Un intervento di particolare attualità, considerato l’incalzare drammatico dei femminicidi. Quanto alla necessità di una “nuova alleanza“, Vantini la declina anzitutto in chiave sociologica. “È finito – sottolinea – il tempo del contratto sessuale. Sta sempre tra le righe rispetto ai contratti politici o economici. Finora questo contratto divideva il mondo in due parti complementari. Complementarietà è una bella parola, ma crea incomprensioni e conflitti. Tutto è diviso in maniera rigida ed essenzialista. A lui ruoli di potere e pubblici. A lei la relazione e l’intimità, la casa. A un uomo è più facile essere razionale, adatto alle discipline scientifiche, mentre l’aspetto emotivo rende talora le donne ingovernabili. La ragione a lui. L’emozione a lei. La giustizia a lui. La cura a lei. Il sacro a lui. Il profano a lei. La produzione a lui. La riproduzione a lei”.

Una domanda su tutte  

Pur riconoscendo che “qualcosa di vero c’è”, secondo Vantini va tenuta aperta una domanda: “ciò che conferma queste divisioni viene da una differenza reale o viene anche dal fatto che socialmente ed educativamente siamo esposti a stereotipi?
La domanda interpella direttamente anche la Chiesa, soprattutto in un clima culturale che evoca il patriarcato come origine della sopraffazione e talora della violenza maschile. “Come sta la Chiesa nei confronti del patriarcato quando una donna non sta al proprio posto? Che cosa facciamo come Chiesa quando incontriamo delle donne che non stanno al ‘posto giusto’ come noi pensiamo?”. Vantini incalza: “La questione della differenza sessuale è centrale per la Chiesa” chiamata a decidere se “procedere in senso sinodale oppure restare nella contemplazione di questa tomba vuota. Non si tratta solo del ministero ordinato delle donne. È solo un punto del nostro modo di stare insieme che è distorto”.
“Dove sta la paternità spirituale della Chiesa?”, si chiede ancora la teologa, citando l’incontro evangelico di Gesù con l’adultera come modello antipatriarcale. “È come se Gesù tornasse e dicesse: uscite dalla logica dello schieramento e dalla logica del branco. Gesù fa uscire dall’insieme e fa tornare al sé. Questo chiedono le voci della donna. Usciamo dalla logica della contrapposizione e entriamo nella logica del dolore”.

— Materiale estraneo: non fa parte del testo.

//! RSA
//!
//! - 随机选择两个位长为$bits/2$的质数$p$和$q$($p\neq q$), 则模数$n=p*q$;
//! - 公钥指数固定为$e=65537$, 要求$gcd(e, (p-1)(q-1)) = 1$;
//! - 私钥指数$d$满足: $d*e \equiv 1 \mod (p-1)(q-1)$, 不存在时重新生成全部素数;
//!
//! 加密: $y = x ^ e \mod n$;
//!
//! 解密: $y = x^d \mod n$;
//!
//! 原理: 欧拉定理$a^{\phi(n)} \equiv 1 \mod n$
//! - $x ^ {k(p-1)(q-1)+1} \equiv x \mod n$
//!
//! 这里不做任何填充(PKCS1/OAEP), 输入值隐式的按模$n$约简, 不会因超出$[0, n)$而被拒绝.

use num_bigint::BigUint;
use utils::BigUintExt;

mod key;
pub use key::{KeyPair, PublicKey};

mod keygen;
pub use keygen::{KeyGenerator, DEFAULT_TEST_ROUNDS, MIN_BITS_LEN, PUBLIC_EXPONENT};

/// $m^e \mod n$, `n`不能为0
pub fn encrypt(m: &BigUint, e: &BigUint, n: &BigUint) -> BigUint {
    m.modpow(e, n)
}

/// $c^d \mod n$, `n`不能为0
pub fn decrypt(c: &BigUint, d: &BigUint, n: &BigUint) -> BigUint {
    c.modpow(d, n)
}

/// $e * d \equiv 1 \mod phi$, 返回$d \in [0, phi)$.
///
/// 逆元不存在时返回0. 对于$phi > 1$, 0永远不是合法的逆元, 调用方应当把0视为"重新生成密钥".
pub fn mod_inverse(e: &BigUint, phi: &BigUint) -> BigUint {
    BigUintExt(e).modinv(phi).unwrap_or_default()
}

#[cfg(test)]
mod tests {
    use super::{decrypt, encrypt, mod_inverse};
    use num_bigint::BigUint;
    use num_traits::{One, Zero};

    #[test]
    fn mod_inverse_sentinel() {
        let (e, phi) = (BigUint::from(65537u32), BigUint::from(65537u32 * 6));
        assert!(mod_inverse(&e, &phi).is_zero());
        assert!(mod_inverse(&BigUint::from(4u32), &BigUint::from(10u32)).is_zero());
        assert!(mod_inverse(&e, &BigUint::zero()).is_zero());

        let phi = BigUint::from(3120u32);
        let d = mod_inverse(&BigUint::from(17u32), &phi);
        assert_eq!(d, BigUint::from(2753u32));
        assert!((BigUint::from(17u32) * d % phi).is_one());
    }

    #[test]
    fn textbook_rsa() {
        // p = 61, q = 53
        let (n, e, d) = (
            BigUint::from(3233u32),
            BigUint::from(17u32),
            BigUint::from(2753u32),
        );
        for m in 0u32..3233 {
            let m = BigUint::from(m);
            let c = encrypt(&m, &e, &n);
            assert!(c < n);
            assert_eq!(decrypt(&c, &d, &n), m);
        }

        assert_eq!(
            encrypt(&BigUint::from(65u32), &e, &n),
            BigUint::from(2790u32)
        );
    }
}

Chiesa e carismi delle donne, verso un “nuovo disordine” 

Secondo la relatrice diviene cruciale “riconoscere i carismi delle donne dentro la Chiesa”, ad esempio il diaconato femminile. “Il Nuovo Testamento dice che ci sono donne diacone. Se questo carisma fosse declinato nella forma antica? Al diacono uomo certe competenze, alla donna diacono altro. La donna è capace di cura, non è mai stanca”. “Invece – riconosce Vantini – troviamo stanchezza del mondo delle religiose ma essa tocca anche la vita dei preti. Siamo in corsa continua senza potersi fermare per capire cosa lasciare andare. Andiamo oltre la contrapposizione tra clero e laici, che non vede che non tutto il clero è avvelenato dal clericalismo. E che questo è passato anche tra i laici”. La presidente delle teologhe italiane invita a passare dalla “complementarietà” alla “reciprocità”: “riconoscere la vulnerabilità di tutti aiuta anche i maschi a lasciar cadere la rincorsa verso un modello di autosufficienza che soffoca loro stessi per primi”.

Aprire simbolicamente lo spazio alle donne significa fare i conti con un nuovo disordine. Ma da questo passa l’aria per le nostre stanze ammuffite. Le donne stanno dicendo: io non sono così, non credo così, non è un ruolo su misura per la mia coscienza. Riconoscendo i nostri stereotipi. La Chiesa non è una democrazia. Ma lo Spirito scardina le logiche della maggioranza. Non c’è il modello perfetto. Ma ascoltiamo cosa dice lo Spirito. E lo Spirito lo riconosci quando ci sono lingue diverse. Quando non c’è un unico modo di celebrare, di pensare, di parlare”.